Cook County First Assistant Public Defender Pat Reardon, the county's No. 2 public defender, said that in his more than 40 years on the job, he has never had a prosecutor disclose information that an officer violated Rule 14 or had been accused of lying.

Take now-retired police Sgt. Thomas O'Grady, who testified at a 2011 criminal trial without disclosing to the defense that he retired before facing a police board hearing on IPRA's recommendation he be fired for brutalizing a handcuffed man and lying to cover it up.

Steven Muslin, the lawyer who questioned O'Grady on the stand, said he should have been notified about the sergeant's Rule 14 violation.

He said it's not good enough for a prosecutor — who represents the entire state, including the accused — to say "we don't know" if there's a credibility issue "and you know they have the ability to know."

Cook County prosecutors are required by law to disclose police officer credibility issues pertinent to a case when they know about them.

When it comes to Rule 14 violations, Cook County State's Attorney Anita Alvarez's chief of staff Dan Kirk said prosecutors don't always know details of an officer's disciplinary history.

Prosecutors don't check officer personnel files before every case, because to do so would have a "crippling effect on the criminal justice system," Kirk said.

"We do not do that on the state level because we prosecute 35,000 felonies a year and 200,000 misdemeanors," he said. "We don't have the resources to review personnel files of every officer who is a witness in every case."

But Kirk said that when it comes to Rule 14, it's fair to question how the Police Department handles disclosing officer disciplinary records to prosecutors.

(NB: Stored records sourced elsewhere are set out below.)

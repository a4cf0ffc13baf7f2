//! Connection info retrieval.
//!
//! Panels hand out the socket endpoint and a short-lived JWT from an HTTPS
//! endpoint authenticated by the browser session cookie and XSRF token:
//!
//! ```json
//! { "data": { "socket": "wss://node.example.com/api/servers/<uuid>/ws", "token": "<jwt>" } }
//! ```

// ============================================================================
// Imports
// ============================================================================

use reqwest::Client;
use reqwest::header::{COOKIE, HeaderMap, HeaderValue, PRAGMA, USER_AGENT};
use serde::Deserialize;
use tracing::debug;
use url::Url;

use crate::error::{Error, Result};

// ============================================================================
// Constants
// ============================================================================

/// Browser user agent sent with the request.
///
/// Panels behind bot protection reject non-browser agents.
pub const BROWSER_USER_AGENT: &str = "Mozilla/5.0 (Windows NT 10.0; Win64; x64) \
    AppleWebKit/537.36 (KHTML, like Gecko) Chrome/139.0.0.0 Safari/537.36 Edg/139.0.0.0";

// ============================================================================
// SocketInfo
// ============================================================================

/// Socket endpoint and token returned by the panel.
#[derive(Debug, Clone, PartialEq, Eq)]
pub struct SocketInfo {
    /// WebSocket URL.
    pub socket: String,
    /// Authentication token.
    pub token: String,
}

/// Response body wrapper.
#[derive(Debug, Deserialize)]
struct InfoResponse {
    data: RawInfo,
}

#[derive(Debug, Deserialize)]
struct RawInfo {
    #[serde(default)]
    socket: Option<String>,
    #[serde(default)]
    token: Option<String>,
}

impl SocketInfo {
    /// Parses a response body.
    ///
    /// # Errors
    ///
    /// - [`Error::Json`] if the body is not the expected shape
    /// - [`Error::Credentials`] if `socket` or `token` is missing or empty
    pub fn from_body(body: &str) -> Result<Self> {
        let response: InfoResponse = serde_json::from_str(body)?;

        let socket = response.data.socket.filter(|s| !s.is_empty());
        let token = response.data.token.filter(|t| !t.is_empty());

        match (socket, token) {
            (Some(socket), Some(token)) => Ok(Self { socket, token }),
            _ => Err(Error::credentials(
                "WebSocket info is missing required fields",
            )),
        }
    }
}

// ============================================================================
// CredentialRequest
// ============================================================================

/// A session-authenticated request for [`SocketInfo`].
#[derive(Debug, Clone)]
pub struct CredentialRequest {
    endpoint: Url,
    headers: HeaderMap,
}

impl CredentialRequest {
    /// Creates a request for `endpoint`.
    ///
    /// # Errors
    ///
    /// - [`Error::Config`] if `endpoint` is not an `https://` URL
    /// - [`Error::Config`] if the cookie or XSRF token is not a valid header value
    pub fn new(endpoint: &str, cookie: &str, xsrf_token: &str) -> Result<Self> {
        let endpoint = Url::parse(endpoint)
            .map_err(|e| Error::config(format!("Invalid info address {endpoint:?}: {e}")))?;

        if endpoint.scheme() != "https" {
            return Err(Error::config(format!(
                "Info address must use https, got {}",
                endpoint.scheme()
            )));
        }

        let mut headers = HeaderMap::new();
        headers.insert("dnt", HeaderValue::from_static("1"));
        headers.insert(PRAGMA, HeaderValue::from_static("no-cache"));
        headers.insert("priority", HeaderValue::from_static("u=1, i"));
        headers.insert(USER_AGENT, HeaderValue::from_static(BROWSER_USER_AGENT));
        headers.insert(COOKIE, header_value("COOKIE", cookie)?);
        headers.insert("x-xsrf-token", header_value("TOKEN", xsrf_token)?);

        Ok(Self { endpoint, headers })
    }

    /// Returns the endpoint URL.
    #[inline]
    #[must_use]
    pub fn endpoint(&self) -> &Url {
        &self.endpoint
    }

    /// Performs the request.
    ///
    /// # Errors
    ///
    /// - [`Error::Http`] if the request fails
    /// - [`Error::Credentials`] on a non-success status or missing fields
    pub async fn fetch(&self, client: &Client) -> Result<SocketInfo> {
        debug!(endpoint = %self.endpoint, "Retrieving WebSocket info");

        let response = client
            .get(self.endpoint.clone())
            .headers(self.headers.clone())
            .send()
            .await?;

        let status = response.status();
        if !status.is_success() {
            return Err(Error::credentials(format!(
                "Failed to fetch WebSocket info: {status}"
            )));
        }

        let body = response.text().await?;
        SocketInfo::from_body(&body)
    }
}

fn header_value(name: &str, value: &str) -> Result<HeaderValue> {
    HeaderValue::from_str(value)
        .map_err(|e| Error::config(format!("{name} is not a valid header value: {e}")))
}

// ============================================================================
// Tests
// ============================================================================
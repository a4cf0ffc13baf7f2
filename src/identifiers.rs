//! Type-safe identifier wrappers.
//!
//! | Type | Inner | Purpose |
//! |------|-------|---------|
//! | [`SubscriptionId`] | `Uuid` | Handle returned by `Socket::on` |
//! | [`AttemptId`] | `u64` | Sequence number of a transport attempt |

// ============================================================================
// Imports
// ============================================================================

use std::fmt;

use serde::{Deserialize, Serialize};
use uuid::Uuid;

// ============================================================================
// SubscriptionId
// ============================================================================

/// Identifies one registered event handler.
#[derive(Debug, Clone, Copy, PartialEq, Eq, Hash, Serialize, Deserialize)]
pub struct SubscriptionId(Uuid);

impl SubscriptionId {
    /// Generates a new random subscription ID.
    #[inline]
    #[must_use]
    pub fn generate() -> Self {
        Self(Uuid::new_v4())
    }

    /// Returns the inner UUID.
    #[inline]
    #[must_use]
    pub const fn as_uuid(&self) -> &Uuid {
        &self.0
    }
}

impl fmt::Display for SubscriptionId {
    fn fmt(&self, f: &mut fmt::Formatter<'_>) -> fmt::Result {
        write!(f, "{}", self.0)
    }
}

// ============================================================================
// AttemptId
// ============================================================================

/// Sequence number of a transport attempt.
///
/// Starts at 1 and increases with every attempt for the lifetime of a socket.
/// Signals from a transport whose attempt is no longer current are dropped.
#[derive(Debug, Clone, Copy, Default, PartialEq, Eq, PartialOrd, Ord, Hash)]
pub struct AttemptId(u64);

impl AttemptId {
    /// Returns the next attempt ID.
    #[inline]
    #[must_use]
    pub const fn next(self) -> Self {
        Self(self.0 + 1)
    }

    /// Returns the raw sequence number.
    #[inline]
    #[must_use]
    pub const fn as_u64(&self) -> u64 {
        self.0
    }
}

impl fmt::Display for AttemptId {
    fn fmt(&self, f: &mut fmt::Formatter<'_>) -> fmt::Result {
        write!(f, "#{}", self.0)
    }
}

// ============================================================================
// Tests
// ============================================================================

"From our perspective, the more information passed to us from CPD the better. Particularly when it comes to officer credibility findings," Kirk said. "No defendant should ever be put in a position where they are somehow precluded from discovering information about an officer's credibility if there's a legitimate question."

Kirk said the state's attorney's office is open to ideas on how to "uniformly guarantee that we can avoid that problem."

But right now, he said, "That would be a practical impossibility."

Reardon said getting a judge to require prosecutors to turn over a police officer's personnel records isn't easy, either.

"Unless I'm the one to find information about an officer lying in the first place, it's unduly rough to get that information," he said.

"If there has been referral to IPRA, you don't get that. First, the state denies they have it. Secondly, they say it's irrelevant. It would be clearly important information. A jury should be able to mitigate that to see if he's credible," Reardon said.

But a lot of times what happens is, "Judges say it's collateral and not to go into it — that just because someone lies once, does not mean they lie all the time," he said.

'CALM UNDER PRESSURE'

Many officers who get fired for lying go on to start new careers.

Robert Murray — a former quarterback for the Chicago Enforcers, the Police Department's football team — moved on to coaching some of the state's top high school quarterbacks at the Quarterback Farm in Naperville.

Murray — the guy who the police board said beat a handcuffed man in the back of a squad car and who a witness testified she heard scream, "I would have killed you" — is now the "best hidden talent in private quarterback coaching," according to the company website.

Murray's coaching profile also states his former Police Department colleagues regarded him for "his tremendous leadership, and his ability to be calm under pressure."